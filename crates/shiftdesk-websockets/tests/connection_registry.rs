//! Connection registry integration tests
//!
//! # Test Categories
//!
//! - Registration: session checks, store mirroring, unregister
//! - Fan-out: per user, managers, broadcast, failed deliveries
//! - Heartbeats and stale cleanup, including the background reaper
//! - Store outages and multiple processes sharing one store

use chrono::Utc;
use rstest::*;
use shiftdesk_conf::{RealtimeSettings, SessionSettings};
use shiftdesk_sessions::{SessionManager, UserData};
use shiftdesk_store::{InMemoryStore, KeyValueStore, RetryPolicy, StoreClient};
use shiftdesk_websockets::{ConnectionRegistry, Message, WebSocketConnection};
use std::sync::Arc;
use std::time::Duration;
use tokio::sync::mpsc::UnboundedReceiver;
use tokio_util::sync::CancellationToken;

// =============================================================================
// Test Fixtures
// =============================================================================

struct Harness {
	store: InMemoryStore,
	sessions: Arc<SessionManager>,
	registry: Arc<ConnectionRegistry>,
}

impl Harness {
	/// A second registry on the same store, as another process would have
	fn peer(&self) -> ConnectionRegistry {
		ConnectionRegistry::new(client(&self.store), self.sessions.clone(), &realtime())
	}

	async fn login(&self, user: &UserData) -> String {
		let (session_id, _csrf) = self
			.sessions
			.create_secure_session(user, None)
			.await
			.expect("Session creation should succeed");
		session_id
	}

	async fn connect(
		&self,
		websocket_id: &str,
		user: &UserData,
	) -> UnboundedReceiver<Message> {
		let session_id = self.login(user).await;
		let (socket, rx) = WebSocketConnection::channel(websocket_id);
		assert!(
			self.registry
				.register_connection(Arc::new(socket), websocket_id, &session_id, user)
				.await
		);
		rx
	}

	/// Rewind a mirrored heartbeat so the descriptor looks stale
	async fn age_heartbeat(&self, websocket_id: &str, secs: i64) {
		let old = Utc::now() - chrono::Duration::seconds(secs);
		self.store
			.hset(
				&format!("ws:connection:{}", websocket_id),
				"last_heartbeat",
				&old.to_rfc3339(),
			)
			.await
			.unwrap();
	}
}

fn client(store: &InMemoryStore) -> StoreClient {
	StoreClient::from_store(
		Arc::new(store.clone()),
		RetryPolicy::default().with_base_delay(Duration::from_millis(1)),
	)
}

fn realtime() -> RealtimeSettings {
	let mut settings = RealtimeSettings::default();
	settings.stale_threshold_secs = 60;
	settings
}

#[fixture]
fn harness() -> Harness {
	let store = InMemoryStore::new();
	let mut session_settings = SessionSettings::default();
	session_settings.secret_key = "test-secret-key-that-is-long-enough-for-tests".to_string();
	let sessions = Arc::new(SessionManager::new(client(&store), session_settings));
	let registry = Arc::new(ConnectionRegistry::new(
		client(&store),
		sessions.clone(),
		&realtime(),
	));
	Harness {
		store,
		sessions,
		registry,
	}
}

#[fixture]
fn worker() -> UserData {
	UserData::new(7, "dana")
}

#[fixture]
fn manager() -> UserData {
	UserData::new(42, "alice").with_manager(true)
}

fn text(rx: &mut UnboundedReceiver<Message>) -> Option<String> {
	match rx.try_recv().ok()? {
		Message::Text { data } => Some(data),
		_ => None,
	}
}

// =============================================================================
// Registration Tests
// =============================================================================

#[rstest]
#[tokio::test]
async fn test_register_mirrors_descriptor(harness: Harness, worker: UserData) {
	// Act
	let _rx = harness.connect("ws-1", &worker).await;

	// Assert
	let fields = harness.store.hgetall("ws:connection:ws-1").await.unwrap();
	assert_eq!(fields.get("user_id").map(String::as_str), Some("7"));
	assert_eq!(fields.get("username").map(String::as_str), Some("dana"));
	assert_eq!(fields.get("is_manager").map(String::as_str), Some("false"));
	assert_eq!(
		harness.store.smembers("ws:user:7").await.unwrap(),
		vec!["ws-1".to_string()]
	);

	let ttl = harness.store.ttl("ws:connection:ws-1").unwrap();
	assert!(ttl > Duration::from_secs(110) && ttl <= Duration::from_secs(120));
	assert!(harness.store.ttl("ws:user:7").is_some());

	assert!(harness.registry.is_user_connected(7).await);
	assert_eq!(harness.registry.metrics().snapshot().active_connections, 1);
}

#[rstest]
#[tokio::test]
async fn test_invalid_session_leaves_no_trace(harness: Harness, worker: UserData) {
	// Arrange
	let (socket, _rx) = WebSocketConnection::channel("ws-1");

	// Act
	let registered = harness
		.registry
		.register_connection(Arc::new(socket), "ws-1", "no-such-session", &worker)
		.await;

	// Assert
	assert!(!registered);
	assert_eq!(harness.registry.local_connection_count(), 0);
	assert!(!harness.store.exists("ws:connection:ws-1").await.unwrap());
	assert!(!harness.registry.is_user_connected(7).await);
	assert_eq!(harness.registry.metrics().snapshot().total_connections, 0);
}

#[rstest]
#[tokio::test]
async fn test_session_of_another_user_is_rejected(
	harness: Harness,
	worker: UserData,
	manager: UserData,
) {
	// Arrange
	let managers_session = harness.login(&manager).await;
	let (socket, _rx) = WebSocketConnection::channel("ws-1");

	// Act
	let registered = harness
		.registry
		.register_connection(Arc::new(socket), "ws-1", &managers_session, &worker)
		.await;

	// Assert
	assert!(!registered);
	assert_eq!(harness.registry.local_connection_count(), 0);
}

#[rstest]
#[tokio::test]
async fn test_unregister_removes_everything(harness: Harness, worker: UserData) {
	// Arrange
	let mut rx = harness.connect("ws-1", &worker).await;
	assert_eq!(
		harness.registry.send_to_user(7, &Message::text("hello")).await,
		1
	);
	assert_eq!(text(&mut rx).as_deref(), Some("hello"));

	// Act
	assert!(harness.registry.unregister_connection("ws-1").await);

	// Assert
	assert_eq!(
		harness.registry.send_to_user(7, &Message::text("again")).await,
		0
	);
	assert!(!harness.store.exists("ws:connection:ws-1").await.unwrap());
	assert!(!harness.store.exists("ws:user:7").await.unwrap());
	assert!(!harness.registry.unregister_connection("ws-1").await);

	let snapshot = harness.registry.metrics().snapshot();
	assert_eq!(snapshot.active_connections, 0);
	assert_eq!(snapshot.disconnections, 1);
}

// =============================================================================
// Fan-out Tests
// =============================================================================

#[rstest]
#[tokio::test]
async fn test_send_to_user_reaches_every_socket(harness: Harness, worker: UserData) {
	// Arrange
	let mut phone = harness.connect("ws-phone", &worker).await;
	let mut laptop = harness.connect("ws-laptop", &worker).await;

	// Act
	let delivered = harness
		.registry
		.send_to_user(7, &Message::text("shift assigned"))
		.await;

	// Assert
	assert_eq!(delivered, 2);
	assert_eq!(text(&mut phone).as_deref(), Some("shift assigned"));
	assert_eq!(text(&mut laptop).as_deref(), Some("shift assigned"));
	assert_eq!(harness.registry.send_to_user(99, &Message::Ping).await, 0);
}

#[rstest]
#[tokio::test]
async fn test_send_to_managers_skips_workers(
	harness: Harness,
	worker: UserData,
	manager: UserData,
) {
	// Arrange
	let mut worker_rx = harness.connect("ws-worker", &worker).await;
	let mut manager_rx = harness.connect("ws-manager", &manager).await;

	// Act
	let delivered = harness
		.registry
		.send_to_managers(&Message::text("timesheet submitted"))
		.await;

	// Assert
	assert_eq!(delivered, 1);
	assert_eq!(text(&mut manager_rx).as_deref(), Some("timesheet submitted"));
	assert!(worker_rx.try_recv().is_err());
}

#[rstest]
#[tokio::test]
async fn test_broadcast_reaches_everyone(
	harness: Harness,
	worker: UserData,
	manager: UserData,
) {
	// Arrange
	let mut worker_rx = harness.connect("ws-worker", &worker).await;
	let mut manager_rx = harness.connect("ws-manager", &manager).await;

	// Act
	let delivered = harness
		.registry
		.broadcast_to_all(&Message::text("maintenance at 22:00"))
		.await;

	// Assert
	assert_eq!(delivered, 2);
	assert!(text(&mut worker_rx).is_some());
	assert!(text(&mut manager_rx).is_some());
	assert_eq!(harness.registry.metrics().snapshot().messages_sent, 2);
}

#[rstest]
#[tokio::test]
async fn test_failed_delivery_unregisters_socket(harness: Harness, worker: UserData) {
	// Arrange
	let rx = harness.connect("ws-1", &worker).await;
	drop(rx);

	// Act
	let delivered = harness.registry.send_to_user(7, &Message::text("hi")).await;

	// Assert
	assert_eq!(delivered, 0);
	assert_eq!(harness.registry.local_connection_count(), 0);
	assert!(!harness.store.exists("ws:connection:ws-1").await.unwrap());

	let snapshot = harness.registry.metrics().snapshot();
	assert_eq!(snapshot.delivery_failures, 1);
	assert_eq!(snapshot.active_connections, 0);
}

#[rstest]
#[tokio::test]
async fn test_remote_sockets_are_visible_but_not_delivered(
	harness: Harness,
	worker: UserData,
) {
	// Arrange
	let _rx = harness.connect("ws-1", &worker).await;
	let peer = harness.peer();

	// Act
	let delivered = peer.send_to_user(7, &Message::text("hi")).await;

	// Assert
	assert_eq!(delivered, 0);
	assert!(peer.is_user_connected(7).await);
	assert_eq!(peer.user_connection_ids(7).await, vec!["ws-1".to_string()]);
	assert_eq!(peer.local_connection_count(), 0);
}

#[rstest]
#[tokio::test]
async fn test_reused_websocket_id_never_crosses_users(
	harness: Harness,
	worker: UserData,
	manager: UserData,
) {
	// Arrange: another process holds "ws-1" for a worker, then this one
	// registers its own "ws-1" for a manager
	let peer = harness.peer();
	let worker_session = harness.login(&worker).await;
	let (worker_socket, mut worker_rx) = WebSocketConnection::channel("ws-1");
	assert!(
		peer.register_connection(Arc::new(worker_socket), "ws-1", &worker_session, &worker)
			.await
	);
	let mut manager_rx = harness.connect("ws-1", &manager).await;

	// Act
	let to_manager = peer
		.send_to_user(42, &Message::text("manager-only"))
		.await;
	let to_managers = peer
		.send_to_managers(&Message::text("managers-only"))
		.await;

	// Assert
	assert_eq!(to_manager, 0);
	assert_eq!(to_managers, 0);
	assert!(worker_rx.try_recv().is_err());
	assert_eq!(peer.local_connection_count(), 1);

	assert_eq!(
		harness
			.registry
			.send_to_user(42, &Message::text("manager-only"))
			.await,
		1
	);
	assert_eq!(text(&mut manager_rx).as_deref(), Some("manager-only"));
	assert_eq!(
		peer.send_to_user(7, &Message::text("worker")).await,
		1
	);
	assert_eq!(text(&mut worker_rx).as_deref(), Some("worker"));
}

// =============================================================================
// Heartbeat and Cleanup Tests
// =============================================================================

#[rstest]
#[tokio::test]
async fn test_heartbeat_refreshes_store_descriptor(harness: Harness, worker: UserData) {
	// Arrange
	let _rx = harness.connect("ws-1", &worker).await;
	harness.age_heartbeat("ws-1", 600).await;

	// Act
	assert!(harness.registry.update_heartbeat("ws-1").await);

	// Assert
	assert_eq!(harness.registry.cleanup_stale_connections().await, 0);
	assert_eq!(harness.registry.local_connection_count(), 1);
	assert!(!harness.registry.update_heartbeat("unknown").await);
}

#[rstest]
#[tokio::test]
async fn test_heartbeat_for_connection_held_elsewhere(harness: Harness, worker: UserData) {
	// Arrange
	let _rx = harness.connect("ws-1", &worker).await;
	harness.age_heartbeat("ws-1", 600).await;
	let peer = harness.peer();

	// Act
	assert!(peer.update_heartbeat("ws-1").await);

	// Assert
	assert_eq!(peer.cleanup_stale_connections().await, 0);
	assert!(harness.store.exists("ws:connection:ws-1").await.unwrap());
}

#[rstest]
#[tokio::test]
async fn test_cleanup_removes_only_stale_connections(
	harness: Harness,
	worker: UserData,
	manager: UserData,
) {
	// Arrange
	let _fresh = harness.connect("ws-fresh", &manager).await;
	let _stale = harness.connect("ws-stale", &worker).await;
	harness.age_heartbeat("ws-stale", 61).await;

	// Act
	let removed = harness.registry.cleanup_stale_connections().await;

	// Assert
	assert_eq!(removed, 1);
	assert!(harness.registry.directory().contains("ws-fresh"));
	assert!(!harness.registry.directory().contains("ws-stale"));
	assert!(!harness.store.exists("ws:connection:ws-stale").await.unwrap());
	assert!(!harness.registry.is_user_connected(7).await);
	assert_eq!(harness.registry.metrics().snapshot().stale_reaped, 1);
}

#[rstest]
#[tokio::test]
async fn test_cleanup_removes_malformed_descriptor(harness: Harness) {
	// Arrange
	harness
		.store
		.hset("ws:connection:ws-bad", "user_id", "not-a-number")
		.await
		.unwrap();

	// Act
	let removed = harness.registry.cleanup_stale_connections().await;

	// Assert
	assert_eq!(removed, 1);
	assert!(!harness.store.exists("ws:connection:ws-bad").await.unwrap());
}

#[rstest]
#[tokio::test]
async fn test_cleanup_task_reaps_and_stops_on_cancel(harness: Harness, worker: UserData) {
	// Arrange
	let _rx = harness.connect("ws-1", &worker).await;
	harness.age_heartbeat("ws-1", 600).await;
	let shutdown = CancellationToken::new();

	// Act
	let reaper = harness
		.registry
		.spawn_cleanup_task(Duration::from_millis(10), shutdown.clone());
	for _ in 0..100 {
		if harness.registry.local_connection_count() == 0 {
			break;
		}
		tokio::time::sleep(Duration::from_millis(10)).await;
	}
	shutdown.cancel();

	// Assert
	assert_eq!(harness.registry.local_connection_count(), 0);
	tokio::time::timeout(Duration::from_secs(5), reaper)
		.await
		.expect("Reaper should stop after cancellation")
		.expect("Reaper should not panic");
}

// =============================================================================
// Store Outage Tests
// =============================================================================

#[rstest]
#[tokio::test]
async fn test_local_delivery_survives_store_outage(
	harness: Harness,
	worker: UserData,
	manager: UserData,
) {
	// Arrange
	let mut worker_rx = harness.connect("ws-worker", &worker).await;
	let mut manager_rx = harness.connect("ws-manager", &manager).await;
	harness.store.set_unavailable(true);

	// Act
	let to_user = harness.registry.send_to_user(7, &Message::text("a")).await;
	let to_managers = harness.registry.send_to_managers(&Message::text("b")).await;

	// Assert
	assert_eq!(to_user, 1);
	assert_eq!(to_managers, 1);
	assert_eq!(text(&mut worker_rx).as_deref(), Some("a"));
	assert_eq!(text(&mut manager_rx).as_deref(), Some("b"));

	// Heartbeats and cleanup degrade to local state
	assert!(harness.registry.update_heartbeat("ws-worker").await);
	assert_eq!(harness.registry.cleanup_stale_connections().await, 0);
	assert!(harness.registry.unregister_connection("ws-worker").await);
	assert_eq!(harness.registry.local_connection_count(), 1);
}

--

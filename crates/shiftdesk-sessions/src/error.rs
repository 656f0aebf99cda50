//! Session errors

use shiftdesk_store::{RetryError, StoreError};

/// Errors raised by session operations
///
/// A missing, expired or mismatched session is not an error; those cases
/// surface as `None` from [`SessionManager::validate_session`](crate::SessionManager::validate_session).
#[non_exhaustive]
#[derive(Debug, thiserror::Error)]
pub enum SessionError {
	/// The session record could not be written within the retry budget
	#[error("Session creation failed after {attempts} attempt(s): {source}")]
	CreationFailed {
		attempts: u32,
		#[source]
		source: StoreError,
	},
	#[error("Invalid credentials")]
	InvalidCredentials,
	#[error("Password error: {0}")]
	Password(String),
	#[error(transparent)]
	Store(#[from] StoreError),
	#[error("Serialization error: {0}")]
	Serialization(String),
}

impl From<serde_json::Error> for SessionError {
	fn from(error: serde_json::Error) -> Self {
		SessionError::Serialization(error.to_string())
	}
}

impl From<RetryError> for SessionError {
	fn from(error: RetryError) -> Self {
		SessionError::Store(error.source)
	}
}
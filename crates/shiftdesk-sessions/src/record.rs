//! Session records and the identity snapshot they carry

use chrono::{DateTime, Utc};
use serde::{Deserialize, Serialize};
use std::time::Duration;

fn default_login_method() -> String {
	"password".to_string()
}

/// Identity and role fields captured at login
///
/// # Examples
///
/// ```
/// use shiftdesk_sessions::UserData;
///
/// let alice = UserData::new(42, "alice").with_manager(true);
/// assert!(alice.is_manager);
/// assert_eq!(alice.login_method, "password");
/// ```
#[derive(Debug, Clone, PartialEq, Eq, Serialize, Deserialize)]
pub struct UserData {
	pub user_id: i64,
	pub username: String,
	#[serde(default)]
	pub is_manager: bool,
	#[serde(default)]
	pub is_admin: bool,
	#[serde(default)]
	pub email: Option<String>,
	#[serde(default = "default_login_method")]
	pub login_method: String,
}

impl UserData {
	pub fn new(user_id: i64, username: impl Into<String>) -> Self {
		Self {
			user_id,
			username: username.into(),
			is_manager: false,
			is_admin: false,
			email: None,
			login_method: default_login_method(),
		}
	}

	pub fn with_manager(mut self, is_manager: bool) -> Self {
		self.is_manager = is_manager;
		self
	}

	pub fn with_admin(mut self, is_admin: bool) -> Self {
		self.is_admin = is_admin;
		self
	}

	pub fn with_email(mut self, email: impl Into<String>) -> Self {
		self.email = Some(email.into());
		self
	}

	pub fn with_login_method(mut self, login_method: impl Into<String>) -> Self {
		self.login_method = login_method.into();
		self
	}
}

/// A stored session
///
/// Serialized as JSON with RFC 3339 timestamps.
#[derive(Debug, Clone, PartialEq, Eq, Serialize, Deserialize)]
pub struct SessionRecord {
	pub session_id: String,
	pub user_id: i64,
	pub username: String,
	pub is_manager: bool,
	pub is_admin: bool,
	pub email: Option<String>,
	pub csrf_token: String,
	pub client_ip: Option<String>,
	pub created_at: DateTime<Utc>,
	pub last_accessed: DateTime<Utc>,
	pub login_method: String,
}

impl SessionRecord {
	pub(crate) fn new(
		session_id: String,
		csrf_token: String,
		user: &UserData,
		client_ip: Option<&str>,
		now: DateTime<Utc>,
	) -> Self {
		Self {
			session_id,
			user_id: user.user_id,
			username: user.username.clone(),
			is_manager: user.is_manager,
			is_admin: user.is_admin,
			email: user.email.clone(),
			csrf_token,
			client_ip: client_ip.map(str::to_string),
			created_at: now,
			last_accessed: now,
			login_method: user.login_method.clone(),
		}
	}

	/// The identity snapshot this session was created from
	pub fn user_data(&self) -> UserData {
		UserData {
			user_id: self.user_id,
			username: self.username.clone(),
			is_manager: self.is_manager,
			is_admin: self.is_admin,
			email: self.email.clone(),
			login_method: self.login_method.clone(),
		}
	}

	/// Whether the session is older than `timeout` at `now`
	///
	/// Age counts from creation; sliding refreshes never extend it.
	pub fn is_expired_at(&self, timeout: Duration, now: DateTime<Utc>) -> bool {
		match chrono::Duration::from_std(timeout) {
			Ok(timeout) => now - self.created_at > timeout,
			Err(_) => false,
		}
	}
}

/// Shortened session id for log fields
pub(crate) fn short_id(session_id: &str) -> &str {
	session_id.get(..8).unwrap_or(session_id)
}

◆ **TASK DIRECTIONS**
The answer is each line from the entries above in which the word "attempts" occurs.

◆ **TASK SOLUTION**
	#[error("Session creation failed after {attempts} attempt(s): {source}")]
		attempts: u32,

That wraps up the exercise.